+++ Data to process

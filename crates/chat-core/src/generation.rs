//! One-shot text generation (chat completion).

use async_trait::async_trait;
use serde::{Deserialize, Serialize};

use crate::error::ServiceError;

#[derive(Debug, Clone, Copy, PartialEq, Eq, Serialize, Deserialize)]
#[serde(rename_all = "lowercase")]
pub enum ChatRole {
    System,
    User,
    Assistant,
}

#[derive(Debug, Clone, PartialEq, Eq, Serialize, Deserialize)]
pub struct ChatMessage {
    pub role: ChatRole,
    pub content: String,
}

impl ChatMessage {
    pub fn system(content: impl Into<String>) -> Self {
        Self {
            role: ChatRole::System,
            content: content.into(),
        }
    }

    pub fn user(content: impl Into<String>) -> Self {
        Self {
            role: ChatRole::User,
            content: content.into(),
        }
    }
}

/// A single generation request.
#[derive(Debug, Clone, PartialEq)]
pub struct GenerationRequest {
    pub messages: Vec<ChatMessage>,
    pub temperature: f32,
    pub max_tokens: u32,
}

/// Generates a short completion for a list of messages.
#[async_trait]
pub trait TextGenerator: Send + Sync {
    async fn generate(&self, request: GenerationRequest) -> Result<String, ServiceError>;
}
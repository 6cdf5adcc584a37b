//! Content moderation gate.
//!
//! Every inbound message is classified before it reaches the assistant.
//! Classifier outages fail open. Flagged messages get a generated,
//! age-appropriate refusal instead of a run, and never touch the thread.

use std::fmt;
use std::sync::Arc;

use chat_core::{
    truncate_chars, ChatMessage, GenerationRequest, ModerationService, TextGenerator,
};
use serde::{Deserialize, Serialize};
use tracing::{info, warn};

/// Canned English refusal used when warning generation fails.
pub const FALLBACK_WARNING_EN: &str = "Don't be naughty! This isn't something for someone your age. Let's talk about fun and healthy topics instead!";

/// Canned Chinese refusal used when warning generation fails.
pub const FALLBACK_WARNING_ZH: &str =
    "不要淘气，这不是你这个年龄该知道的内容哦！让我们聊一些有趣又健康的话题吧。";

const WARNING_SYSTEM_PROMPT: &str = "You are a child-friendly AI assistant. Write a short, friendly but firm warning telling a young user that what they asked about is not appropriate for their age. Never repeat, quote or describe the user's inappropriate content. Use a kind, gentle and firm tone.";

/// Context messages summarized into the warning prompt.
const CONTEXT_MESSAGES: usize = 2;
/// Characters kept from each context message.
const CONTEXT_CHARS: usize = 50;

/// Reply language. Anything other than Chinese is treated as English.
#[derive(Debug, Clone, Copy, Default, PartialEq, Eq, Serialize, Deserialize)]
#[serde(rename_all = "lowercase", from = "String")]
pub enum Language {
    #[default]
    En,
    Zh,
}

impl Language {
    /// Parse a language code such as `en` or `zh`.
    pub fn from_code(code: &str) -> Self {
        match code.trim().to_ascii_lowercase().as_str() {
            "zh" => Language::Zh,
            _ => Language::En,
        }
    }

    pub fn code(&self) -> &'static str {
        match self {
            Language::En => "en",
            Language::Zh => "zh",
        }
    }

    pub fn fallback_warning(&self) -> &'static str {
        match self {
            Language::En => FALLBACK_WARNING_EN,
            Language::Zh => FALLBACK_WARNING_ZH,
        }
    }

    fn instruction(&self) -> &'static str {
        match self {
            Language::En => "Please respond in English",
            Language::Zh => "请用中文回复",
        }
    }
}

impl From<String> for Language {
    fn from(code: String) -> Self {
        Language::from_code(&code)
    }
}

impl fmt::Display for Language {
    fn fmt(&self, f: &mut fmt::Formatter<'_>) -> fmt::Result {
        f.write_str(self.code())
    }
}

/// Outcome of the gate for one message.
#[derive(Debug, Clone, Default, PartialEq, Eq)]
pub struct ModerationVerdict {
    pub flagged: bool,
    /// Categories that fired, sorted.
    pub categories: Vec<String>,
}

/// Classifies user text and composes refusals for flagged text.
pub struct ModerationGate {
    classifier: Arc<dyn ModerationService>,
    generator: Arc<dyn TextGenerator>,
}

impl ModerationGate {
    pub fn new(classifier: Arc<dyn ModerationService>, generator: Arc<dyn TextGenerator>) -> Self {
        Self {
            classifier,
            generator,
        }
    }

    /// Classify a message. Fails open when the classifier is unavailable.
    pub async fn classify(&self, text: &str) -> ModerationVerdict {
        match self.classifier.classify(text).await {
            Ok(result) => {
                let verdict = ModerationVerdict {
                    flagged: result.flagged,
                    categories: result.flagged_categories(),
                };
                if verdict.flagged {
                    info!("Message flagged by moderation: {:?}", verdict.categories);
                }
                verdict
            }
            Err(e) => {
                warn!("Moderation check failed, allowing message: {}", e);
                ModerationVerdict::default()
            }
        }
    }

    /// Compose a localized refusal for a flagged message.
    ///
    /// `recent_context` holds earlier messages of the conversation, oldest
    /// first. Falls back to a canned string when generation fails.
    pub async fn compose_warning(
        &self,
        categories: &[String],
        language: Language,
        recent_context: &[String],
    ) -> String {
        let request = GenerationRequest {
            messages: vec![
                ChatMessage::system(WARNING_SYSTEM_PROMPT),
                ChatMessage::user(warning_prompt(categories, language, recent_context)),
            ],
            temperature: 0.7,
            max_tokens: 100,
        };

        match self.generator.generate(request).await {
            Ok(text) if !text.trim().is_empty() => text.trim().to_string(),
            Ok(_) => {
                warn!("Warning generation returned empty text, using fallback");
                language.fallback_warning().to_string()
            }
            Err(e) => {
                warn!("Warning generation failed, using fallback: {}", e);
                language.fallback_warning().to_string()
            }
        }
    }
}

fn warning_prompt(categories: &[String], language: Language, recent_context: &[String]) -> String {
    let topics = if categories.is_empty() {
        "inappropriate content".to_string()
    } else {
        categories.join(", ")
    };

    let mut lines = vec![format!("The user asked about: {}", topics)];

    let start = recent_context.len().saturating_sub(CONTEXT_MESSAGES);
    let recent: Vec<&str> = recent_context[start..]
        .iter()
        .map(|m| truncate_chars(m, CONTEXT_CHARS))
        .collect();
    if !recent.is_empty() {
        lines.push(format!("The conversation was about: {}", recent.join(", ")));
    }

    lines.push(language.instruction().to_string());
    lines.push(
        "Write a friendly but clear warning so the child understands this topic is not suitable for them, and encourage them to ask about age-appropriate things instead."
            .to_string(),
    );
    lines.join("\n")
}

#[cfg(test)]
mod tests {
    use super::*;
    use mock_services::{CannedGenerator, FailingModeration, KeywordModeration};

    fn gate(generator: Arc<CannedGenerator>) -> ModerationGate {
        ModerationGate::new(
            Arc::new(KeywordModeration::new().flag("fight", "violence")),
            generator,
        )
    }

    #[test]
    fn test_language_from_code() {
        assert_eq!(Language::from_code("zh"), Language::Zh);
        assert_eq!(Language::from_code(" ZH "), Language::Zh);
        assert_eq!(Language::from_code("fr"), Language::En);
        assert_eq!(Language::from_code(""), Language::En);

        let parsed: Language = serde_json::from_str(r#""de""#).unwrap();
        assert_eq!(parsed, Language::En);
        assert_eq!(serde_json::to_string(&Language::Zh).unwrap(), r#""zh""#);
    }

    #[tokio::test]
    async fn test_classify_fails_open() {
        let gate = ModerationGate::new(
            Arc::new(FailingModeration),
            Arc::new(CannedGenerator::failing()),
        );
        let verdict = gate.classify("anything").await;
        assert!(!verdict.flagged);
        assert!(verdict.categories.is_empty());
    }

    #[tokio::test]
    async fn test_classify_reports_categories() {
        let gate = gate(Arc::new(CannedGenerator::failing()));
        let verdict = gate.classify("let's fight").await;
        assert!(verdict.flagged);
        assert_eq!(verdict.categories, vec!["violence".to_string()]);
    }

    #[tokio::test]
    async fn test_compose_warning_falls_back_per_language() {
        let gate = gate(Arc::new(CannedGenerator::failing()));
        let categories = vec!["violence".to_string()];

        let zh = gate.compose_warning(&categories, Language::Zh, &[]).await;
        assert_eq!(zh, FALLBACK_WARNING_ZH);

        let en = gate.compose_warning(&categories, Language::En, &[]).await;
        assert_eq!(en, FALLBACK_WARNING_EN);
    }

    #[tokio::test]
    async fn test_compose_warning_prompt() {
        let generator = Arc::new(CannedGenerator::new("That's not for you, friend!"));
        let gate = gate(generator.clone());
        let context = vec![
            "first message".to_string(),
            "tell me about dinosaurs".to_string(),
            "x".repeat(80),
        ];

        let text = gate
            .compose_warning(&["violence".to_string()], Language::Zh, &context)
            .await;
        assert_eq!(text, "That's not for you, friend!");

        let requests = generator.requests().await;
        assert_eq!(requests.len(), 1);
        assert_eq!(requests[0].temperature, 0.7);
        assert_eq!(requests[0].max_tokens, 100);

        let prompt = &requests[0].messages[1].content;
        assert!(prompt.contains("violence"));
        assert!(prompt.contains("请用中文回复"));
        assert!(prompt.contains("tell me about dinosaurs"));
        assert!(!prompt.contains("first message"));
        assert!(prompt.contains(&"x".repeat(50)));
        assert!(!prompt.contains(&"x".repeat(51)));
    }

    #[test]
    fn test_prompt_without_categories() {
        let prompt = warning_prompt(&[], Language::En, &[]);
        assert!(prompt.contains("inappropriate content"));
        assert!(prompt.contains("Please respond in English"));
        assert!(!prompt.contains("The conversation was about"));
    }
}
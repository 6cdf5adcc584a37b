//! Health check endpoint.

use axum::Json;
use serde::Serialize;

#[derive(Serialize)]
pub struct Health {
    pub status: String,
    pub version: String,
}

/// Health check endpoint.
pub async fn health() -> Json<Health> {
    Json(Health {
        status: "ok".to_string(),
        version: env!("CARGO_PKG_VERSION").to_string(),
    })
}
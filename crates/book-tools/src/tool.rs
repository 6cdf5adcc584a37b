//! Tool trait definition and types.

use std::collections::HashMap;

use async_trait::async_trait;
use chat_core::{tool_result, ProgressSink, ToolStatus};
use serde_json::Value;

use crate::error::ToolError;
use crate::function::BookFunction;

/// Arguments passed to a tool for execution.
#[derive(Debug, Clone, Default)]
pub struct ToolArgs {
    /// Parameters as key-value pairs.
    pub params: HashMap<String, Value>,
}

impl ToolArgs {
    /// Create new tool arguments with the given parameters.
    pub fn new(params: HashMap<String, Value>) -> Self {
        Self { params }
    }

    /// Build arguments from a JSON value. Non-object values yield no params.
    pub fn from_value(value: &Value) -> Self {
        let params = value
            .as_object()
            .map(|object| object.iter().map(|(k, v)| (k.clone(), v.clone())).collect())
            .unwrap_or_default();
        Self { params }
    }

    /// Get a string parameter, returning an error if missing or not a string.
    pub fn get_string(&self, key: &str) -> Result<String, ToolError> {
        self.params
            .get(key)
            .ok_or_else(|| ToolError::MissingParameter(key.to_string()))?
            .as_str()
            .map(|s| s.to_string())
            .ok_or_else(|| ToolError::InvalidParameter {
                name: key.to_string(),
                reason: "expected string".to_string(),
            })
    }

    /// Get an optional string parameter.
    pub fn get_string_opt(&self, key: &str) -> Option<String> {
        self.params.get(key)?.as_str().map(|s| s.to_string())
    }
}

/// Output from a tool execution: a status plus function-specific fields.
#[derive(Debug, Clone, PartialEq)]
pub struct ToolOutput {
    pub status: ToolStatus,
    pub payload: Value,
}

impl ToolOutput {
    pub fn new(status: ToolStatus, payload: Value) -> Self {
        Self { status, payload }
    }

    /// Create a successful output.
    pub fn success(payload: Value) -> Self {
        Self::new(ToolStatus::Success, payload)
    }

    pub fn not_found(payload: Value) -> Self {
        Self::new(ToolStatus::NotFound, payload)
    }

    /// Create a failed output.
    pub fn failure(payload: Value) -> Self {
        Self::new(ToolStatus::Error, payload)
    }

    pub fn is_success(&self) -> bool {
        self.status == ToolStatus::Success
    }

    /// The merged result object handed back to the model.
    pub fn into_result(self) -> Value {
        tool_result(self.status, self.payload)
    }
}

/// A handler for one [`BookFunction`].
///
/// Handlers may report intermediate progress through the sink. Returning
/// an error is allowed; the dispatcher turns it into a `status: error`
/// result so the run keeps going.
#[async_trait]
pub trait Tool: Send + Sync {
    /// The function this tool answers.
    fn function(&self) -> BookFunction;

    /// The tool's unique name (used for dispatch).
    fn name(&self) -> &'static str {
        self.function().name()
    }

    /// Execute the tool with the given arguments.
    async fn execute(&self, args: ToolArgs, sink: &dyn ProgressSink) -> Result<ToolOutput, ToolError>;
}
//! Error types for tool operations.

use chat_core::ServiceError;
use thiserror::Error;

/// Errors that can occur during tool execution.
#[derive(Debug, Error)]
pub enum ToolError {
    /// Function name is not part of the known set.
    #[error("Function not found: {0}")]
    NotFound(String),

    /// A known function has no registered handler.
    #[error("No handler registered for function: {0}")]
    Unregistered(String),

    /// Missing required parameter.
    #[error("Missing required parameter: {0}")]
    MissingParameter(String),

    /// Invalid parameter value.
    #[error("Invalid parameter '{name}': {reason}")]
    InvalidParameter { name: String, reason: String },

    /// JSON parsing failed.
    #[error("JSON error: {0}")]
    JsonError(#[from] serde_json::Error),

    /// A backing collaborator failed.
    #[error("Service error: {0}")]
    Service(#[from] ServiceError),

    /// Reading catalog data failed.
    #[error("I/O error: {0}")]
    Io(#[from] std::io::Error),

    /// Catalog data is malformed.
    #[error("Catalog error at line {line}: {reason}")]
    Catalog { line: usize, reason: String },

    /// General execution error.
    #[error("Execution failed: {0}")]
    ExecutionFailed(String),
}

++++++

Prompt:
Look through the entries above and count each line holding "start"; report the count alone.

Output for this exercise:
2